Piace immaginare che un presidente degli Stati Uniti afroamericano, meticcio, sanguemisto otterrebbe udienza diversa –almeno in principio- dal Medio Oriente all’Africa. Sarò ingenuo, ma oso sperare che costringerebbe a una maggior pulizia di linguaggio certi energumeni del “politicamente scorretto” che per sembrare più vicini al popolo ironizzano in tv sull’”abbronzatura” di chi non ha la pelle bianca come loro. Ciò che più conta, retrocederebbe ad anticaglia improbabile tutta la retorica sulla difesa delle identità minacciate di contaminazione. Dubito che i nemici nostrani del meticciato, spacciatori d’identità artificiali e inautentiche, potrebbero permettersi di dare del bastardo al presidente della maggiore nazione occidentale. Un buon sostegno per chi cerca di tenere separata la genetica dalla politica.
Troppo bello per essere vero? E’ per questo che serpeggia la paura che Barack Hussein Obama Jr. possa essere assassinato in quanto anomalia insopportabile, nel tempo dei conflitti di civiltà che regalano spazio ai predicatori di una ormai impossibile separazione etnico-religiosa. E’ per questo che sull’elezione di Obama, nonostante i favori dei sondaggi, aleggia l’incognita del non detto razzista, presente anche in una quota ristretta (ma potenzialmente decisiva) dell’elettorato democratico. E’ per questo che taluni paventano, nel caso di un suo insuccesso, la recrudescenza dei conflitti razziali.

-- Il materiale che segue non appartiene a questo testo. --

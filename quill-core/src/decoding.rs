//! Adaptive decoding controller.
//!
//! Maps locally detected draft issues onto sampler adjustments for the next
//! attempt. Early retries nudge the base options; later retries pin them to
//! known-safe values. All outputs are clamped to the backend's bounds.

use ollama::Options;

use crate::quality::{Issue, IssueKind};

/// Derive options for the next drafting attempt from the issues found in the
/// current one. `retry` is zero-based: the first redraft passes 0 and gets
/// the gentle nudge; from the second redraft on the values are pinned.
pub fn adjust(base: &Options, issues: &[Issue], retry: u32) -> Options {
    let mut options = base.clone();

    let has = |kind: IssueKind| issues.iter().any(|issue| issue.kind == kind);
    let gentle = retry == 0;

    if has(IssueKind::Repetition) {
        if gentle {
            options.repeat_penalty += 0.1;
            options.presence_penalty += 0.1;
            options.frequency_penalty += 0.1;
        } else {
            options.repeat_penalty = 1.5;
            options.repeat_last_n = options.repeat_last_n.saturating_mul(2);
        }
    }

    if has(IssueKind::Length) || has(IssueKind::Structure) {
        if gentle {
            options.temperature -= 0.1;
            options.top_p -= 0.05;
        } else {
            options.temperature = 0.7;
            options.top_p = 0.85;
            options.top_k = 40;
        }
    }

    if has(IssueKind::BannedPhrase) {
        if gentle {
            options.temperature -= 0.2;
            options.top_k = options.top_k.saturating_sub(10);
        } else {
            options.temperature = 0.4;
            options.top_k = 30;
            options.min_p = 0.05;
        }
    }

    options.clamp();
    options
}
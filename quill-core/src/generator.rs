//! Text generation seam.
//!
//! The pipeline talks to its backend through [`TextGenerator`], implemented
//! for the real [`ollama::Ollama`] client and for the scripted mock in
//! [`crate::testing`].

use async_trait::async_trait;
use ollama::{Completion, Format, GenerateRequest, Ollama, Options};
use std::time::Duration;

use crate::error::BackendError;

/// A backend-agnostic generation request.
#[derive(Debug, Clone)]
pub struct GenerationRequest {
    pub prompt: String,
    pub system: Option<String>,
    pub options: Options,
    /// Ask the backend to constrain output to syntactically valid JSON.
    pub json_format: bool,
}

impl GenerationRequest {
    pub fn new(prompt: impl Into<String>) -> Self {
        GenerationRequest {
            prompt: prompt.into(),
            system: None,
            options: Options::default(),
            json_format: false,
        }
    }

    pub fn with_system(mut self, system: impl Into<String>) -> Self {
        self.system = Some(system.into());
        self
    }

    pub fn with_options(mut self, options: Options) -> Self {
        self.options = options;
        self
    }

    pub fn json(mut self) -> Self {
        self.json_format = true;
        self
    }
}

/// Anything that can turn a prompt into a completion.
#[async_trait]
pub trait TextGenerator: Send + Sync {
    async fn generate(&self, request: GenerationRequest) -> Result<Completion, BackendError>;
}

#[async_trait]
impl TextGenerator for Ollama {
    async fn generate(&self, request: GenerationRequest) -> Result<Completion, BackendError> {
        let mut api_request = GenerateRequest::new(request.prompt)
            .with_options(request.options);
        if let Some(system) = request.system {
            api_request = api_request.with_system(system);
        }
        if request.json_format {
            api_request = api_request.with_format(Format::Json);
        }
        Ok(Ollama::generate(self, api_request).await?)
    }
}

/// Call the generator, retrying transient backend failures with a fixed
/// backoff. Script exhaustion is not retried: a mock with an empty script
/// will stay empty.
pub async fn generate_with_retry<G: TextGenerator + ?Sized>(
    generator: &G,
    request: GenerationRequest,
    retries: u32,
    backoff: Duration,
) -> Result<Completion, BackendError> {
    let mut attempt = 0;
    loop {
        match generator.generate(request.clone()).await {
            Ok(completion) => return Ok(completion),
            Err(BackendError::ScriptExhausted) => return Err(BackendError::ScriptExhausted),
            Err(error) => {
                if attempt >= retries {
                    return Err(error);
                }
                attempt += 1;
                tracing::warn!(attempt, %error, "backend call failed, retrying");
                tokio::time::sleep(backoff).await;
            }
        }
    }
}
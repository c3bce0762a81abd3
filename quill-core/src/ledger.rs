//! Narrative continuity ledger.
//!
//! Tracks characters, plot threads, and per-chapter summaries across a book
//! run, and renders a bounded context block for drafting prompts. Persisted
//! as version-checked JSON; saves write a temporary file and rename it into
//! place so a crash never leaves a torn snapshot.

use chrono::Utc;
use serde::{Deserialize, Serialize};
use std::collections::BTreeMap;
use std::path::{Path, PathBuf};

use crate::artifact::ContinuityExtract;
use crate::error::LedgerError;

/// Current snapshot format version.
pub const LEDGER_VERSION: u32 = 1;

/// One character's continuity record.
#[derive(Debug, Clone, PartialEq, Serialize, Deserialize)]
pub struct CharacterRecord {
    /// Chapter round the character first appeared in.
    pub first_appearance: u32,
    pub status: String,
    #[serde(default)]
    pub development: Vec<DevelopmentEvent>,
}

/// A single development note for a character.
#[derive(Debug, Clone, PartialEq, Serialize, Deserialize)]
pub struct DevelopmentEvent {
    pub round: u32,
    /// True when this event is the character's introduction.
    pub introduced: bool,
    pub note: String,
}

/// Status of a plot thread.
#[derive(Debug, Clone, Copy, PartialEq, Eq, Serialize, Deserialize)]
#[serde(rename_all = "snake_case")]
pub enum ThreadStatus {
    Active,
    Resolved,
}

/// One plot thread's continuity record.
#[derive(Debug, Clone, PartialEq, Serialize, Deserialize)]
pub struct ThreadRecord {
    pub name: String,
    pub introduced_round: u32,
    pub status: ThreadStatus,
    /// Round the thread last moved, whether advanced or resolved.
    pub last_advanced: u32,
}

/// One completed chapter round.
#[derive(Debug, Clone, PartialEq, Serialize, Deserialize)]
pub struct RoundRecord {
    pub round: u32,
    pub title: String,
    pub summary: String,
    #[serde(default)]
    pub characters: Vec<String>,
    #[serde(default)]
    pub threads: Vec<String>,
    pub word_count: usize,
}

/// Everything the pipeline remembers between chapters.
#[derive(Debug, Clone, PartialEq, Default, Serialize, Deserialize)]
pub struct NarrativeLedger {
    #[serde(default)]
    pub characters: BTreeMap<String, CharacterRecord>,
    #[serde(default)]
    pub threads: Vec<ThreadRecord>,
    #[serde(default)]
    pub rounds: Vec<RoundRecord>,
}

/// The facts one chapter contributes, ready to apply.
#[derive(Debug, Clone, PartialEq)]
pub struct RoundUpdate {
    pub round: u32,
    pub title: String,
    pub extract: ContinuityExtract,
    pub word_count: usize,
}

impl RoundUpdate {
    pub fn from_extract(
        round: u32,
        title: impl Into<String>,
        extract: ContinuityExtract,
        word_count: usize,
    ) -> Self {
        RoundUpdate {
            round,
            title: title.into(),
            extract,
            word_count,
        }
    }
}

impl NarrativeLedger {
    pub fn new() -> Self {
        NarrativeLedger::default()
    }

    /// Highest completed round, or 0 when the ledger is empty.
    pub fn last_round(&self) -> u32 {
        self.rounds.iter().map(|r| r.round).max().unwrap_or(0)
    }

    /// Fold one chapter's continuity facts into the ledger.
    pub fn apply_update(&mut self, update: RoundUpdate) {
        let extract = &update.extract;

        for name in &extract.characters_introduced {
            self.characters
                .entry(name.clone())
                .or_insert_with(|| CharacterRecord {
                    first_appearance: update.round,
                    status: "active".to_string(),
                    development: Vec::new(),
                })
                .development
                .push(DevelopmentEvent {
                    round: update.round,
                    introduced: true,
                    note: format!("introduced in chapter {}", update.round),
                });
        }
        for name in &extract.characters_developed {
            // Development of an unknown character implies an introduction
            // the extract missed.
            self.characters
                .entry(name.clone())
                .or_insert_with(|| CharacterRecord {
                    first_appearance: update.round,
                    status: "active".to_string(),
                    development: Vec::new(),
                })
                .development
                .push(DevelopmentEvent {
                    round: update.round,
                    introduced: false,
                    note: format!("developed in chapter {}", update.round),
                });
        }

        for name in &extract.new_plot_threads {
            if self.find_thread(name).is_none() {
                self.threads.push(ThreadRecord {
                    name: name.clone(),
                    introduced_round: update.round,
                    status: ThreadStatus::Active,
                    last_advanced: update.round,
                });
            }
        }
        for name in &extract.plot_threads_advanced {
            match self.find_thread_mut(name) {
                Some(thread) => thread.last_advanced = update.round,
                None => self.threads.push(ThreadRecord {
                    name: name.clone(),
                    introduced_round: update.round,
                    status: ThreadStatus::Active,
                    last_advanced: update.round,
                }),
            }
        }
        for name in &extract.threads_resolved {
            if let Some(thread) = self.find_thread_mut(name) {
                thread.status = ThreadStatus::Resolved;
                thread.last_advanced = update.round;
            }
        }

        let mut characters: Vec<String> = extract
            .characters_introduced
            .iter()
            .chain(&extract.characters_developed)
            .cloned()
            .collect();
        characters.dedup();
        let threads: Vec<String> = extract
            .new_plot_threads
            .iter()
            .chain(&extract.plot_threads_advanced)
            .chain(&extract.threads_resolved)
            .cloned()
            .collect();

        self.rounds.push(RoundRecord {
            round: update.round,
            title: update.title,
            summary: extract.summary.clone(),
            characters,
            threads,
            word_count: update.word_count,
        });
        self.rounds.sort_by_key(|r| r.round);
    }

    fn find_thread(&self, name: &str) -> Option<&ThreadRecord> {
        self.threads.iter().find(|t| t.name == name)
    }

    fn find_thread_mut(&mut self, name: &str) -> Option<&mut ThreadRecord> {
        self.threads.iter_mut().find(|t| t.name == name)
    }

    /// Render the story so far for the prompt drafting `target_round`.
    ///
    /// Only material strictly before `target_round` is included: the most
    /// recently seen characters (up to 5) with their status and last
    /// appearance, the most recently advanced open threads (up to 5) with
    /// the round each opened, and the last three chapter summaries. The
    /// result is truncated to at most `max_size` characters.
    pub fn get_contextual_summary(&self, target_round: u32, max_size: usize) -> String {
        let mut block = String::new();

        let mut characters: Vec<(&String, &CharacterRecord, u32)> = self
            .characters
            .iter()
            .filter_map(|(name, record)| {
                let last_seen = record
                    .development
                    .iter()
                    .filter(|e| e.round < target_round)
                    .map(|e| e.round)
                    .max()?;
                Some((name, record, last_seen))
            })
            .collect();
        characters.sort_by(|a, b| b.2.cmp(&a.2).then_with(|| a.0.cmp(b.0)));
        if !characters.is_empty() {
            block.push_str("Characters in play:\n");
            for (name, record, last_seen) in characters.iter().take(5) {
                block.push_str(&format!(
                    "- {name} ({}, last seen in chapter {last_seen})\n",
                    record.status
                ));
            }
        }

        let mut open: Vec<&ThreadRecord> = self
            .threads
            .iter()
            .filter(|t| t.status == ThreadStatus::Active && t.introduced_round < target_round)
            .collect();
        open.sort_by(|a, b| b.last_advanced.cmp(&a.last_advanced).then_with(|| a.name.cmp(&b.name)));
        if !open.is_empty() {
            block.push_str("Open plot threads:\n");
            for thread in open.iter().take(5) {
                block.push_str(&format!(
                    "- {} (opened in chapter {}, last advanced in chapter {})\n",
                    thread.name, thread.introduced_round, thread.last_advanced
                ));
            }
        }

        let recent: Vec<&RoundRecord> = self
            .rounds
            .iter()
            .filter(|r| r.round < target_round)
            .collect();
        if !recent.is_empty() {
            block.push_str("Recent chapters:\n");
            let skip = recent.len().saturating_sub(3);
            for round in &recent[skip..] {
                block.push_str(&format!(
                    "- Chapter {} ({}): {}\n",
                    round.round, round.title, round.summary
                ));
            }
        }

        if block.chars().count() > max_size {
            block.chars().take(max_size).collect()
        } else {
            block
        }
    }
}

// ============================================================
// Persistence
// ============================================================

/// On-disk snapshot wrapper.
#[derive(Debug, Clone, Serialize, Deserialize)]
pub struct Snapshot {
    pub version: u32,
    pub last_updated: String,
    pub ledger: NarrativeLedger,
}

/// Loads and saves ledger snapshots at a fixed path.
#[derive(Debug, Clone)]
pub struct LedgerStore {
    path: PathBuf,
}

impl LedgerStore {
    pub fn new(path: impl Into<PathBuf>) -> Self {
        LedgerStore { path: path.into() }
    }

    pub fn path(&self) -> &Path {
        &self.path
    }

    /// Load the snapshot, or an empty ledger when none exists yet.
    pub async fn load(&self) -> Result<NarrativeLedger, LedgerError> {
        let bytes = match tokio::fs::read(&self.path).await {
            Ok(bytes) => bytes,
            Err(e) if e.kind() == std::io::ErrorKind::NotFound => {
                return Ok(NarrativeLedger::new());
            }
            Err(e) => return Err(LedgerError::Io(e)),
        };
        let snapshot: Snapshot = serde_json::from_slice(&bytes)?;
        if snapshot.version != LEDGER_VERSION {
            return Err(LedgerError::VersionMismatch {
                expected: LEDGER_VERSION,
                found: snapshot.version,
            });
        }
        Ok(snapshot.ledger)
    }

    /// Save atomically: write a sibling temporary file, then rename it over
    /// the snapshot path.
    pub async fn save(&self, ledger: &NarrativeLedger) -> Result<(), LedgerError> {
        let snapshot = Snapshot {
            version: LEDGER_VERSION,
            last_updated: Utc::now().to_rfc3339(),
            ledger: ledger.clone(),
        };
        let bytes = serde_json::to_vec_pretty(&snapshot)?;

        if let Some(parent) = self.path.parent() {
            if !parent.as_os_str().is_empty() {
                tokio::fs::create_dir_all(parent).await?;
            }
        }
        let tmp = self.path.with_extension("json.tmp");
        tokio::fs::write(&tmp, &bytes).await?;
        tokio::fs::rename(&tmp, &self.path).await?;
        Ok(())
    }
}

Obama si candida alla Casa Bianca grazie a un talento e un carisma che gli hanno già consentito di frequentare le migliori università e di soppiantare l’establishment del Partito democratico. E’ riuscito a presentarsi come un Giosuè in grado di guidare il popolo nuovo, definitivamente riunito oltre la frattura tra i padri costituenti e il secolo della schiavitù. Con il voto di martedì prossimo l’America si trova in bilico sul crinale di un passaggio d’epoca che ha rilevanza mondiale.